Quest’ultima, che rappresenta il punto di passaggio da una zona di oggettività a un ambito prevalentemente soggettivo, è articolata a sua volta in tre momenti: la lettura (più legata al principio di piacere), l’interpretazione (che attraversa la complessità del lavoro oggetto dell’analisi) e la costruzione (in cui la soggettività dell’interprete si confronta e instaura un rapporto produttivo con l’altro da sé costituito dall’opera). Lo statuto disciplinare della critica, quindi, si presenta in maniera duplice, andando a occupare una posizione intermedia tra l’arte (appartenente all’ordine dell’immaginario) e la scienza (in cui la sfera del simbolico confluisce nel reale).
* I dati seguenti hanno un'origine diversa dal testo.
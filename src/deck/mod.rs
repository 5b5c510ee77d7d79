//! Document mutation contract
//!
//! The session drives a deck exclusively through [`SlideDeck`]. Operations
//! mutate in place and are order-dependent; callers serialize access.

pub mod layout;
pub mod presentation;

pub use layout::{Layout, LAYOUTS};
pub use presentation::{Presentation, Slide};

use crate::core::error::Result;
use crate::core::types::{ChartType, Inches, LayoutIndex, Rgb, SlideIndex};
use serde::{Deserialize, Serialize};
use std::path::{Path, PathBuf};

/// Extension appended to saved decks that lack one
pub const DECK_EXTENSION: &str = "json";

/// Category chart data: one value per category in every series
#[derive(Debug, Clone, PartialEq, Serialize, Deserialize)]
pub struct ChartData {
    pub categories: Vec<String>,
    pub series: Vec<ChartSeries>,
}

#[derive(Debug, Clone, PartialEq, Serialize, Deserialize)]
pub struct ChartSeries {
    pub name: String,
    pub values: Vec<f64>,
}

impl ChartData {
    /// Four quarters of sales and profit, used when nothing better exists
    pub fn sample() -> Self {
        Self {
            categories: ["Q1", "Q2", "Q3", "Q4"].map(String::from).to_vec(),
            series: vec![
                ChartSeries {
                    name: "Sales".into(),
                    values: vec![100.0, 120.0, 110.0, 140.0],
                },
                ChartSeries {
                    name: "Profit".into(),
                    values: vec![20.0, 25.0, 22.0, 30.0],
                },
            ],
        }
    }
}

/// Text to write into a slide's placeholders
#[derive(Debug, Clone, Default, PartialEq)]
pub struct TextUpdate {
    pub title: Option<String>,
    pub body: Option<String>,
}

impl TextUpdate {
    pub fn title(title: impl Into<String>) -> Self {
        Self {
            title: Some(title.into()),
            body: None,
        }
    }

    pub fn body(body: impl Into<String>) -> Self {
        Self {
            title: None,
            body: Some(body.into()),
        }
    }

    pub fn is_empty(&self) -> bool {
        self.title.is_none() && self.body.is_none()
    }
}

#[derive(Debug, Clone, Copy, PartialEq, Eq, Default, Serialize, Deserialize)]
#[serde(rename_all = "lowercase")]
pub enum Alignment {
    #[default]
    Left,
    Center,
    Right,
}

/// Optional formatting applied to updated text
#[derive(Debug, Clone, Copy, Default, PartialEq, Serialize, Deserialize)]
pub struct TextStyle {
    pub font_size: Option<u32>,
    pub color: Option<Rgb>,
    pub bold: Option<bool>,
    pub alignment: Option<Alignment>,
}

impl TextStyle {
    /// 16pt bold, applied to text written by voice commands
    pub fn emphasis() -> Self {
        Self {
            font_size: Some(16),
            bold: Some(true),
            ..Self::default()
        }
    }
}

/// Slide background fill
#[derive(Debug, Clone, PartialEq, Serialize, Deserialize)]
#[serde(tag = "kind", content = "value", rename_all = "lowercase")]
pub enum BackgroundFill {
    Solid(Rgb),
    Image(PathBuf),
}

impl Default for BackgroundFill {
    fn default() -> Self {
        Self::Solid(Rgb::WHITE)
    }
}

/// Mutation operations the session needs from a document
pub trait SlideDeck {
    /// Append a slide, returning its index
    fn add_slide(
        &mut self,
        layout: LayoutIndex,
        title: &str,
        subtitle: Option<&str>,
    ) -> Result<SlideIndex>;

    /// Remove a slide; the last remaining slide is never removed
    fn delete_slide(&mut self, index: SlideIndex) -> Result<()>;

    fn update_text(&mut self, index: SlideIndex, update: &TextUpdate, style: TextStyle)
        -> Result<()>;

    fn insert_chart(
        &mut self,
        index: SlideIndex,
        chart_type: ChartType,
        data: &ChartData,
        position: Option<Inches>,
        size: Option<Inches>,
    ) -> Result<()>;

    /// Place a picture; the file must exist
    fn insert_image(
        &mut self,
        index: SlideIndex,
        path: &Path,
        position: Option<Inches>,
        size: Option<Inches>,
    ) -> Result<()>;

    fn change_background(&mut self, index: SlideIndex, fill: &BackgroundFill) -> Result<()>;

    /// Switch layouts, keeping title and body text where the new layout allows
    fn modify_layout(&mut self, index: SlideIndex, layout: LayoutIndex) -> Result<()>;

    fn slide_count(&self) -> usize;

    fn slide_title(&self, index: SlideIndex) -> Option<String>;

    /// Persist the deck, returning the path actually written
    fn save(&self, path: &Path) -> Result<PathBuf>;
}

/// Append the deck extension when `filename` lacks it
pub fn with_deck_extension(filename: &str) -> String {
    let suffix = format!(".{}", DECK_EXTENSION);
    if filename.to_lowercase().ends_with(&suffix) {
        filename.to_string()
    } else {
        format!("{}{}", filename, suffix)
    }
}

#[cfg(test)]
mod tests {
    use super::*;

    #[test]
    fn test_extension_appended_once() {
        assert_eq!(with_deck_extension("report"), "report.json");
        assert_eq!(with_deck_extension("report.json"), "report.json");
        assert_eq!(with_deck_extension("Report.JSON"), "Report.JSON");
    }

    #[test]
    fn test_sample_chart_shape() {
        let data = ChartData::sample();
        assert_eq!(data.categories.len(), 4);
        assert_eq!(data.series.len(), 2);
        assert!(data.series.iter().all(|s| s.values.len() == 4));
    }
}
Nel 1982 raccolse i suoi scritti sparsi in Quadro critico. Dalle avanguardie all’arte informale (Roma) e fondò la rivista Figure, nella quale condusse una rigorosa riflessione sul rapporto tra modernità e condizione postmoderna, confluita nel Progetto moderno dell’arte (Milano 1988), in cui si rileva la separazione, causata dal radicalismo analitico delle tendenze concettuali, dell’arte dal campo dell’estetica, recuperato in forme destrutturate dal postmodernismo.
Il M. propone una reintegrazione di queste due realtà tramite il ritorno a un’idea di progetto in grado di reintrodurre la soggettività entro il terreno normativo del linguaggio, seppure secondo modalità distanti dall’utopismo delle avanguardie storiche. Concetti che, in quello stesso periodo, aveva espresso nelle teorizzazioni sul movimento dell’astrazione povera, nei cui esiti egli ravvisò la contaminazione di un principio costruttivo con l’accidentalità propria della fattura (Il meno è il più. Per un’astrazione povera, Milano 1986).
William Hogarth. L’analisi della Bellezza (Salerno 1988), momento conclusivo di una serie di studi iniziati nel 1962, costituisce l’ultimo atto del percorso del M., che indaga, anche in questo caso, la natura analitica dell’opera e delle elaborazioni teoriche del pittore inglese, precursore, sotto questo aspetto, di una moderna concezione dell’arte intesa come struttura linguistica.
Il M. morì a Roma il 6 febbr. 1989.
Nello stesso anno fu costituita a Salerno, per volontà della famiglia, la Fondazione Filiberto Menna, presieduta, dal dicembre 1990 fino alla morte nel 1992, da Argan.
Fonti e Bibl.: C. Terenzi, Il caso Menna, in Paese sera, 29 marzo 1975; A. Trimarco, Confluenze. Arte e critica di fine secolo, Milano 1990, pp. 40, 43-46, 69 s. e passim; Bibliografia degli scritti di F. M. 1958-1989, a cura di A. Cascavilla, Salerno 1991; B. Bandini, I linguaggi della critica, Santarcangelo di Romagna 1996, pp. 124-126, 164-168 e passim; A. Trimarco, Napoli. Un racconto d’arte: 1954/2000, Roma 2002, pp. 139-145 e passim; Giulio Carlo Argan 1909-1992 (catal.), a cura di C. Gamba, Roma 2003, p. 57 e passim; A. Trimarco, F. M. Arte e critica d’arte in Italia. 1960/1980, Napoli 2008.